## WHAT IS BEING ASKED
Only the lines from the top of the data through the line with "use crate::addr;" should be repeated, each exactly as written.

Stored data entries:

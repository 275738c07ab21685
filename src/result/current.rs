//! Conversion between `CniResult` and the current wire layout
//!
//! Decoding takes the DNS lists out of the wire object rather than copying
//! them, so the wire object is left with empty DNS lists. Encoding copies
//! every string and leaves the source result untouched.

use super::{CniResult, Dns, Interface, IpConfig, IpVersion, Route};
use crate::addr;
use crate::error::{Error, Result};
use crate::schema::{self, Parsed};
use crate::types::{CurrentResult, NetworkDns, NetworkInterface, NetworkIpConfig, NetworkRoute};
use tracing::error;

/// Decode a current-version result document
pub fn decode(json: &str) -> Result<CniResult> {
    let Parsed { mut value, notice } = schema::parse::<CurrentResult>(json).map_err(|e| {
        error!("Parse result failed: {}", e);
        Error::Parse(e.to_string())
    })?;

    CniResult::from_wire(&mut value).map_err(|err| match notice {
        Some(notice) => with_parse_notice(err, &notice),
        None => err,
    })
}

/// Encode a result into a current-version document
pub fn encode(result: &CniResult) -> Result<String> {
    let wire = result.to_wire()?;
    schema::serialize(&wire).map_err(|e| Error::Serialization(e.to_string()))
}

/// Keep the parser's notice in front of a conversion failure
fn with_parse_notice(err: Error, notice: &str) -> Error {
    match err {
        Error::Conversion { what, reason } => Error::Conversion {
            what,
            reason: format!("parse err: {}, convert err: {}", notice, reason),
        },
        other => other,
    }
}

/// Convert every element or none
///
/// The destination is only reserved for a non-empty source. The first
/// failing element aborts the whole array and drops what was built.
fn convert_all<S, T>(field: &str, src: &[S], convert: impl Fn(&S) -> Result<T>) -> Result<Vec<T>> {
    let mut out = Vec::new();
    if src.is_empty() {
        return Ok(out);
    }
    out.try_reserve_exact(src.len())?;

    for (i, item) in src.iter().enumerate() {
        match convert(item) {
            Ok(value) => out.push(value),
            Err(Error::OutOfMemory) => return Err(Error::OutOfMemory),
            Err(e) => {
                error!("Convert {}[{}] failed: {}", field, i, e);
                return Err(Error::conversion(format!("{}[{}]", field, i), e));
            }
        }
    }
    Ok(out)
}

/// Owned copy of a string list in fresh storage
fn dup_strings(src: &[String]) -> Result<Vec<String>> {
    let mut out = Vec::new();
    if src.is_empty() {
        return Ok(out);
    }
    out.try_reserve_exact(src.len())?;
    for s in src {
        let mut copy = String::new();
        copy.try_reserve_exact(s.len())?;
        copy.push_str(s);
        out.push(copy);
    }
    Ok(out)
}

impl CniResult {
    /// Build a result from a parsed wire object
    ///
    /// Interfaces, addresses and routes are copied; the DNS lists are moved
    /// out of `wire`. A wire object without a DNS section is rejected.
    pub fn from_wire(wire: &mut CurrentResult) -> Result<Self> {
        let cni_version = wire.cni_version.clone();
        let interfaces = convert_all("interfaces", &wire.interfaces, Interface::from_wire)?;
        let ips = convert_all("ips", &wire.ips, IpConfig::from_wire)?;
        let routes = convert_all("routes", &wire.routes, Route::from_wire)?;

        let dns = match wire.dns.as_mut() {
            Some(dns) => Dns::take_from_wire(dns),
            None => {
                error!("Empty dns argument");
                return Err(Error::conversion("dns", "empty dns argument"));
            }
        };

        Ok(Self {
            cni_version,
            interfaces,
            ips,
            routes,
            dns,
        })
    }

    /// Build the wire object for this result without modifying it
    pub fn to_wire(&self) -> Result<CurrentResult> {
        Ok(CurrentResult {
            cni_version: self.cni_version.clone(),
            interfaces: convert_all("interfaces", &self.interfaces, Interface::to_wire)?,
            ips: convert_all("ips", &self.ips, IpConfig::to_wire)?,
            routes: convert_all("routes", &self.routes, Route::to_wire)?,
            dns: Some(self.dns.to_wire()?),
            extra: Default::default(),
        })
    }
}

impl TryFrom<CurrentResult> for CniResult {
    type Error = Error;

    fn try_from(mut wire: CurrentResult) -> Result<Self> {
        CniResult::from_wire(&mut wire)
    }
}

impl Interface {
    fn from_wire(src: &NetworkInterface) -> Result<Self> {
        Ok(Self {
            name: src.name.clone(),
            mac: src.mac.clone(),
            sandbox: src.sandbox.clone(),
        })
    }

    fn to_wire(&self) -> Result<NetworkInterface> {
        Ok(NetworkInterface {
            name: self.name.clone(),
            mac: self.mac.clone(),
            sandbox: self.sandbox.clone(),
        })
    }
}

impl IpConfig {
    fn from_wire(src: &NetworkIpConfig) -> Result<Self> {
        let address = src
            .address
            .as_deref()
            .ok_or(Error::MissingField { field: "address" })
            .and_then(addr::parse_cidr)?;
        // Only tried once the address is good; a bad gateway drops it
        let gateway = src.gateway.as_deref().map(addr::parse_ip).transpose()?;
        let version = match src.version.as_deref() {
            Some(v) => IpVersion::parse(v)?,
            None => IpVersion::of(&address.addr()),
        };

        Ok(Self {
            address,
            gateway,
            version,
            interface: src.interface,
        })
    }

    fn to_wire(&self) -> Result<NetworkIpConfig> {
        Ok(NetworkIpConfig {
            address: Some(addr::format_ipnet(&self.address)),
            gateway: self.gateway.as_ref().map(addr::format_ip),
            version: Some(self.version.as_str().to_string()),
            interface: self.interface,
        })
    }
}

impl Route {
    fn from_wire(src: &NetworkRoute) -> Result<Self> {
        let dst = src
            .dst
            .as_deref()
            .ok_or(Error::MissingField { field: "dst" })
            .and_then(addr::parse_cidr)?;
        let gw = src.gw.as_deref().map(addr::parse_ip).transpose()?;
        Ok(Self { dst, gw })
    }

    fn to_wire(&self) -> Result<NetworkRoute> {
        Ok(NetworkRoute {
            dst: Some(addr::format_ipnet(&self.dst)),
            gw: self.gw.as_ref().map(addr::format_ip),
        })
    }
}

impl Dns {
    /// Move the resolver lists out of a wire DNS section, leaving it empty
    pub fn take_from_wire(src: &mut NetworkDns) -> Self {
        Self {
            nameservers: std::mem::take(&mut src.nameservers),
            domain: src.domain.take(),
            search: std::mem::take(&mut src.search),
            options: std::mem::take(&mut src.options),
        }
    }

    /// Copy into a new wire DNS section
    pub fn to_wire(&self) -> Result<NetworkDns> {
        Ok(NetworkDns {
            nameservers: dup_strings(&self.nameservers)?,
            domain: self.domain.clone(),
            search: dup_strings(&self.search)?,
            options: dup_strings(&self.options)?,
        })
    }
}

## EXERCISE OUTPUT
repository 275738c07ab21685
filename src/result/current.rs
//! Conversion between `CniResult` and the current wire layout
//!
//! Decoding takes the DNS lists out of the wire object rather than copying
//! them, so the wire object is left with empty DNS lists. Encoding copies
//! every string and leaves the source result untouched.

use super::{CniResult, Dns, Interface, IpConfig, IpVersion, Route};
use crate::addr;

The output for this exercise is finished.